Anche Cl ha un radicamento nel popolo. E non si può dire che non abbia a cuore la difesa della civiltà cristiana. Sono le strategie ad essere differenti. «Prendiamo la presenza dei crocifissi - dice ancora Vittadini -. Io sono totalmente d’accordo che restino esposti. Ma il crocifisso non può essere il segno di una battaglia ideologica. È qualcosa che mi chiama a essere un uomo vivo. Mi chiama alla capacità di operare, di perdonare, di riconoscere innanzitutto il “mio” errore, il “mio” bisogno di essere accolto. Io accolgo qualcuno perché so che a mia volta ho bisogno di essere accolto. Siamo tutti profughi».
«Quello che fa andare avanti il cristianesimo - continua - è la testimonianza viva di persone come il Papa, come Madre Teresa, don Giussani, don Gnocchi. Sono le vite concrete che ci fanno capire che Cristo non è una cosa di duemila anni fa, ma una cosa viva oggi. Penso all’esperienza di Rose Busingye, un’infermiera ugandese che a Kampala prende donne malate di Aids e ridà loro una speranza. E loro ricominciano a vivere. Qualche anno fa queste donne malate decisero di spaccare pietre gratis per poter donare tremila dollari agli alluvionati di New Orleans, cioè a gente della ricca America. Il console statunitense obiettò: ma voi non dovete aiutarci perché siete povere. E loro hanno risposto: ma scusi, lei pensa che noi non possiamo vivere la carità perché siamo povere?».

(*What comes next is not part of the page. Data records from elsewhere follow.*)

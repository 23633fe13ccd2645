//! Statistical building blocks for the mothsurv project.
//!
//! This crate is domain-free: it knows nothing about moths, temperatures or
//! half-day observations. It provides:
//!
//! - **Descriptive statistics**: mean, median, sample variance, standard error, correlation
//! - **Percentiles**: nearest-rank percentiles and quartile cut points
//! - **Survival analysis**: Kaplan-Meier estimator with Greenwood standard errors
//! - **Linear algebra**: Cholesky factorization for small symmetric positive-definite systems
//! - **Analysis of variance**: least squares and sequential (type I) ANOVA tables
//! - **Information criteria**: AIC, AICc, BIC and Akaike weights
//! - **Distributions**: normal, chi-squared and F tail probabilities
//!
//! # Modules
//!
//! - [`descriptive`]: Descriptive statistics for summarizing datasets
//! - [`percentiles`]: Nearest-rank percentiles
//! - [`survival`]: Kaplan-Meier survival curves for analyzing time-to-event data
//! - [`linalg`]: Cholesky solve and inverse on `ndarray` matrices, factorized by `faer`
//! - [`anova`]: OLS fits and sequential ANOVA
//! - [`information`]: Model comparison criteria
//! - [`distribution`]: Reference distribution helpers
//!
//! # Examples
//!
//! ## Computing descriptive statistics
//!
//! ```
//! use mothsurv_stats::descriptive::DescriptiveStats;
//!
//! let values = [1.0, 2.0, 3.0, 4.0, 5.0];
//! let stats = DescriptiveStats::new(values).unwrap();
//! assert_eq!(stats.mean, 3.0);
//! ```
//!
//! ## Analyzing survival data
//!
//! ```
//! use mothsurv_stats::survival::KaplanMeierCurve;
//!
//! // Data: (time, is_censored)
//! let data = vec![
//!     (1.0, false), // Event occurred at time 1.0
//!     (2.5, true),  // Censored at time 2.5
//!     (3.0, false), // Event occurred at time 3.0
//! ];
//! let curve = KaplanMeierCurve::from_data(data);
//! assert_eq!(curve.median_survival(), Some(3.0));
//! ```
//!
//! ## Ranking models
//!
//! ```
//! use mothsurv_stats::information::{aicc, akaike_weights};
//!
//! let scores = [aicc(-100.0, 2, 80).unwrap(), aicc(-98.5, 4, 80).unwrap()];
//! let weights = akaike_weights(&scores);
//! assert!(weights[0] > weights[1]);
//! ```

pub mod anova;
pub mod descriptive;
pub mod distribution;
pub mod information;
pub mod linalg;
pub mod percentiles;
pub mod survival;
//! Descriptive summaries and analyses of variance
//!
//! Group summaries use the observed durations (zero durations stay zero) and
//! every individual with a pupal mass, whether or not its lifespan is known.

use std::collections::BTreeMap;

use ndarray::Array1;
use serde::Serialize;

use mothsurv_stats::{
    anova::{AnovaError, AnovaTable, AnovaTerm},
    descriptive::DescriptiveStats,
};

use crate::{
    dataset::Dataset,
    duration::SurvivalSubject,
    record::Individual,
    terms::{CovariateEncoder, Covariates, ModelError, ModelSpec, TemperatureCoding},
};

/// Sequential model for adult lifespan.
pub const SURVIVAL_ANOVA_FORMULA: &str = "sex + acclimation * exposure";
/// Sequential model for pupal mass.
pub const PUPAL_MASS_ANOVA_FORMULA: &str = "sex + acclimation";

#[derive(Debug, Clone, PartialEq, derive_more::Display, derive_more::Error)]
pub enum SummaryError {
    #[display("{_0}")]
    Model(ModelError),
    #[display("{_0}")]
    Anova(AnovaError),
}

impl From<ModelError> for SummaryError {
    fn from(err: ModelError) -> Self {
        Self::Model(err)
    }
}

impl From<AnovaError> for SummaryError {
    fn from(err: AnovaError) -> Self {
        Self::Anova(err)
    }
}

/// Lifespan and pupal mass statistics of one group.
#[derive(Debug, Clone, Serialize)]
pub struct GroupSummary<K> {
    pub key: K,
    pub individuals: usize,
    /// Observed adult lifespan in days, individuals with both stamps only.
    pub survival_days: Option<DescriptiveStats>,
    pub pupal_mass: Option<DescriptiveStats>,
}

/// Summarizes the dataset per group, groups in key order.
pub fn summarize_by<K, F>(dataset: &Dataset, mut key: F) -> Vec<GroupSummary<K>>
where
    K: Ord,
    F: FnMut(&Individual) -> K,
{
    let mut groups = BTreeMap::<K, (usize, Vec<f64>, Vec<f64>)>::new();
    for individual in &dataset.individuals {
        let (count, days, masses) = groups.entry(key(individual)).or_default();
        *count += 1;
        if let Some(subject) = SurvivalSubject::from_individual(individual) {
            days.push(subject.duration.as_days());
        }
        if let Some(mass) = individual.pupal_mass {
            masses.push(mass);
        }
    }
    groups
        .into_iter()
        .map(|(key, (individuals, days, masses))| GroupSummary {
            key,
            individuals,
            survival_days: DescriptiveStats::new(days),
            pupal_mass: DescriptiveStats::new(masses),
        })
        .collect()
}

/// Sequential ANOVA of `response` on the terms of `formula`, in canonical term order.
pub fn anova<R>(
    response: &str,
    records: &[R],
    y: &[f64],
    formula: &str,
    coding: TemperatureCoding,
) -> Result<AnovaTable, SummaryError>
where
    R: Covariates,
{
    let spec = ModelSpec::parse(formula)?;
    let encoder = CovariateEncoder::from_records(records, coding);
    let terms = spec
        .terms()
        .iter()
        .map(|term| {
            let design = encoder.term_design(*term, records)?;
            Ok(AnovaTerm {
                name: term.to_string(),
                columns: design.matrix,
            })
        })
        .collect::<Result<Vec<_>, ModelError>>()?;
    let y = Array1::from(y.to_vec());
    Ok(AnovaTable::sequential(response, y.view(), &terms)?)
}

/// `survival_days ~ sex + acclimation * exposure` over subjects with a lifespan.
pub fn survival_anova(
    subjects: &[SurvivalSubject],
    coding: TemperatureCoding,
) -> Result<AnovaTable, SummaryError> {
    let days = subjects
        .iter()
        .map(|s| s.duration.as_days())
        .collect::<Vec<_>>();
    anova("survival_days", subjects, &days, SURVIVAL_ANOVA_FORMULA, coding)
}

/// `pupal_mass ~ sex + acclimation` over individuals with a recorded mass.
pub fn pupal_mass_anova(
    dataset: &Dataset,
    coding: TemperatureCoding,
) -> Result<AnovaTable, SummaryError> {
    let (records, masses): (Vec<&Individual>, Vec<f64>) = dataset
        .individuals
        .iter()
        .filter_map(|i| i.pupal_mass.map(|m| (i, m)))
        .unzip();
    anova("pupal_mass", &records, &masses, PUPAL_MASS_ANOVA_FORMULA, coding)
}

#[cfg(test)]
mod tests {
    use rand::SeedableRng;
    use rand_pcg::Pcg64;

    use super::*;
    use crate::{
        duration::survival_subjects,
        record::{Sex, Temperature},
        simulate::{SimulationConfig, simulate},
        survival::TreatmentGroup,
    };

    fn dataset() -> Dataset {
        let config = SimulationConfig {
            per_cell: 10,
            ..SimulationConfig::default()
        };
        simulate(&config, &mut Pcg64::seed_from_u64(4))
    }

    #[test]
    fn test_summaries_per_cell() {
        let dataset = dataset();
        let summaries = summarize_by(&dataset, TreatmentGroup::of);
        assert_eq!(summaries.len(), 24);
        for summary in &summaries {
            assert_eq!(summary.individuals, 10);
            assert_eq!(summary.survival_days.as_ref().unwrap().count, 10);
            assert_eq!(summary.pupal_mass.as_ref().unwrap().count, 10);
        }
        assert!(summaries.windows(2).all(|w| w[0].key < w[1].key));
    }

    #[test]
    fn test_summary_counts_missing_values() {
        let mut dataset = dataset();
        dataset.individuals[0].death = None;
        dataset.individuals[1].pupal_mass = None;
        let by_sex = summarize_by(&dataset, |i| i.sex);
        let female = &by_sex[0];
        assert_eq!(female.key, Sex::Female);
        assert_eq!(female.individuals, 120);
        assert_eq!(female.survival_days.as_ref().unwrap().count, 119);
        assert_eq!(female.pupal_mass.as_ref().unwrap().count, 119);
    }

    #[test]
    fn test_survival_anova_rows() {
        let dataset = dataset();
        let table = survival_anova(&survival_subjects(&dataset), TemperatureCoding::Categorical)
            .unwrap();
        let terms = table.rows.iter().map(|r| r.term.as_str()).collect::<Vec<_>>();
        assert_eq!(
            terms,
            ["sex", "acclimation", "exposure", "acclimation:exposure", "Residuals"]
        );
        let dfs = table.rows.iter().map(|r| r.df).collect::<Vec<_>>();
        assert_eq!(dfs, [1, 2, 3, 6, 240 - 1 - 1 - 2 - 3 - 6]);
    }

    #[test]
    fn test_pupal_mass_anova_detects_sex_difference() {
        let mut dataset = dataset();
        for individual in &mut dataset.individuals {
            if individual.sex == Sex::Female {
                individual.pupal_mass = individual.pupal_mass.map(|m| m + 0.1);
            }
        }
        let table = pupal_mass_anova(&dataset, TemperatureCoding::Categorical).unwrap();
        assert_eq!(table.response, "pupal_mass");
        assert_eq!(table.rows[0].term, "sex");
        assert!(table.rows[0].p_value.unwrap() < 1e-6);
        assert_eq!(table.rows[1].df, 2);
    }

    #[test]
    fn test_single_level_factor_is_an_error() {
        let mut dataset = dataset();
        for individual in &mut dataset.individuals {
            individual.acclimation = Temperature::from_celsius_whole(20);
        }
        assert!(matches!(
            pupal_mass_anova(&dataset, TemperatureCoding::Categorical),
            Err(SummaryError::Model(ModelError::DegenerateTerm { .. }))
        ));
    }
}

C’è un altro punto in cui la Lega, secondo Vittadini, sbaglia. Ed è la distinzione fra un «noi» e «gli altri», alla quale segue la paura dello «straniero». «Quando noi portiamo i pacchi del Banco Alimentare, li portiamo a chiunque. E poi la Lombardia è sempre stata un crogiolo di popoli: Camuni, Romani, Galli, Longobardi, Franchi, Spagnoli, Francesi, Austriaci, Italiani del Sud. Siamo il popolo più “incontro” che ci sia, e il cristianesimo ambrosiano ha saputo renderlo un popolo solo, facendo di queste diversità una ricchezza. È stato un “incontro” così realista che ha stemperato perfino le tensioni delle ideologie. Qui da noi, per esempio, la modernità non ha portato a Robespierre come in Francia, ma ha temperato il cattolicesimo facendolo uscire dall’Ancien Régime; ha creato un liberalismo illuminato, e un socialismo non rivoluzionario, quello di Turati. La forza di Milano è stata, storicamente, quella di abbracciare tante diversità in un’identità cristiana. Questo ci sta dicendo il cardinale».
Ma gli errori della riduzione del cristianesimo a ideologia, dice, sono due. «Uno l’emarginazione del diverso. L’altro è l’esaltazione astratta di quel che dice il cardinale. Voglio dire: c’è chi applaude senza vivere i problemi. Bisogna capire chi ha paura di perdere il lavoro o di vedere il degrado del proprio quartiere. Le enunciazioni di buoni propositi non bastano: bisogna mettercisi dentro, nei problemi. Il cardinale questo ci sta dicendo: implicatevi, costruite luoghi di convivenza. Non ci ha detto di fare un partito. La sua è una risposta non ideologica».